# Need help fast!



## thebunnyexpert (Feb 25, 2010)

I bought two more bettas and put them in a tank with a divider. Now they're flaring up at at each other. They're not going at the glass but I'm afraid they'll jump over. Is it ok to put aluminum on one side or will it harm my betta? Help much needed fast!


----------



## Guest (Mar 11, 2010)

cover the tank. thats ur best bet.


----------



## hXcChic22 (Dec 26, 2009)

Use fabric or an opaque shopping bag to make a slipcover for the glass divider. 
We have two divided 2.5 tanks (both uncovered) and for one, we used part of a small black Hot Topic bag to cover the glass, and rubber-banded it on. 
The other (don't laugh, haha) we used the opaque top of a pair of fishnets. I just slipped it over and sewed the edges shut. No flaring or jumping problems.


----------



## Guest (Mar 11, 2010)

tori's idea actually sounds good. it should do the trick.


----------



## thebunnyexpert (Feb 25, 2010)

hXcChic22 said:


> Use fabric or an opaque shopping bag to make a slipcover for the glass divider.
> We have two divided 2.5 tanks (both uncovered) and for one, we used part of a small black Hot Topic bag to cover the glass, and rubber-banded it on.
> The other (don't laugh, haha) we used the opaque top of a pair of fishnets. I just slipped it over and sewed the edges shut. No flaring or jumping problems.

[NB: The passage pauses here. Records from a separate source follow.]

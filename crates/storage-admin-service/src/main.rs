//! 存储管理服务
//!
//! 提供建表、迁移与存储状态查询的 REST API。

use std::sync::Arc;

use axum::middleware;
use hybrid_storage::{
    DocumentStoreAdapter, HybridStorage, MediatorOptions, PgRelationalStore, Storage,
};
use loyalty_shared::{
    config::AppConfig,
    database::Database,
    observability::{self, middleware as obs_middleware},
};
use storage_admin_service::{AppState, LiveStorageAdmin, routes};
use tokio::net::TcpListener;
use tokio::sync::watch;
use tower_http::cors::{Any, CorsLayer};
use tracing::{info, warn};

#[tokio::main]
async fn main() -> anyhow::Result<()> {
    let config = AppConfig::load("storage-admin-service")?;

    let obs_config = config
        .observability
        .clone()
        .with_service_name(&config.service_name);
    let _guard = observability::init(&obs_config).await?;

    info!("Starting storage-admin-service on {}", config.server_addr());

    let db = Database::connect(&config.database).await?;
    let document = DocumentStoreAdapter::new(&config.document);
    info!(mode = ?document.mode(), "Document store ready");

    let storage: Arc<Storage> = Arc::new(HybridStorage::new(
        Arc::new(document),
        Arc::new(PgRelationalStore::new(db.pool().clone())),
        MediatorOptions::from(&config.storage),
    ));

    let (shutdown_tx, shutdown_rx) = watch::channel(false);
    let admin = LiveStorageAdmin::new(
        Arc::clone(&storage),
        config.storage.migration_read_cap,
        shutdown_rx,
    );
    let state = AppState::new(Arc::new(admin));

    if config.is_production() {
        warn!("CORS 允许所有来源，生产环境应由网关限制访问");
    }
    let cors = CorsLayer::new()
        .allow_origin(Any)
        .allow_methods(Any)
        .allow_headers(Any);

    let app = routes::app(state)
        .layer(cors)
        .layer(middleware::from_fn(obs_middleware::http_tracing))
        .layer(middleware::from_fn(obs_middleware::request_id));

    let listener = TcpListener::bind(config.server_addr()).await?;
    info!("Listening on {}", config.server_addr());

    axum::serve(listener, app)
        .with_graceful_shutdown(async move {
            shutdown_signal().await;
            // 通知进行中的迁移在当前记录后停止
            let _ = shutdown_tx.send(true);
        })
        .await?;

    storage.flush_backfills().await;
    db.close().await;
    info!("Server shutdown complete");

    Ok(())
}

/// 监听 Ctrl+C 与 SIGTERM
async fn shutdown_signal() {
    let ctrl_c = async {
        if let Err(e) = tokio::signal::ctrl_c().await {
            warn!(error = %e, "注册 Ctrl+C 处理器失败");
            std::future::pending::<()>().await;
        }
    };

    #[cfg(unix)]
    let terminate = async {
        match tokio::signal::unix::signal(tokio::signal::unix::SignalKind::terminate()) {
            Ok(mut signal) => {
                signal.recv().await;
            }
            Err(e) => {
                warn!(error = %e, "注册 SIGTERM 处理器失败");
                std::future::pending::<()>().await;
            }
        }
    };

    #[cfg(not(unix))]
    let terminate = std::future::pending::<()>();

    tokio::select! {
        _ = ctrl_c => info!("Received Ctrl+C, initiating graceful shutdown..."),
        _ = terminate => info!("Received SIGTERM, initiating graceful shutdown..."),
    }
}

Can you elaborate on the fishnet idea? I'm not sure what you mean. I really want them to stop flaring up because one of them is too busy being pissed off that he won't eat :/

Thanks 

Does this mean I can't use aluminum? Because that's what I used to cover the clear tank divider for now but I don't know it's harmful of not.

Also, my tank is covered.


----------



## br00tal_dude (Dec 26, 2009)

i would get hte aluminum out... metals can leech into your water and possibly harm your fish...


----------



## hXcChic22 (Dec 26, 2009)

thebunnyexpert said:


> Can you elaborate on the fishnet idea? I'm not sure what you mean. I really want them to stop flaring up because one of them is too busy being pissed off that he won't eat :/
> Thanks
> Does this mean I can't use aluminum? Because that's what I used to cover the clear tank divider for now but I don't know it's harmful of not.
> Also, my tank is covered.


Um, I really don't know if aluminum would hurt fish or not. I don't THINK it would but better safe than sorry. 
You know how on a pair of pantyhose (or fishnet stockings) the top that goes around your waist and upper thighs usually isn't fishnet, or is darker than the rest? It's more like solid nylon? That's what we used.
I had a pair that I had ripped up for my Halloween costume so they were no good, and I cut around the top so I had what kinda looked like a skinny tube top, then trimmed it a little, put it around the divider, and sewed up the edges. 
If you don't have any stockings to use, don't waste the money buying them. Just go to Wal-Mart or Joanne's Fabrics and buy a yard of dark fabric and use it. Cheaper and easier to get the shape you want. The stockings kinda have kinks and edges in them so it's not a beautiful divider but it does the job.


----------



## FishEyes22 (Mar 11, 2010)

i used to have a divided betta tank with the same problem I painted the divider black it seemed to tone down the visibility between the fish and it solved the problem.


----------



## thebunnyexpert (Feb 25, 2010)

FishEyes22 said:


> i used to have a divided betta tank with the same problem I painted the divider black it seemed to tone down the visibility between the fish and it solved the problem.


What type of paint was it? I don't want to use a paint that will harm my bettas. Thanks


----------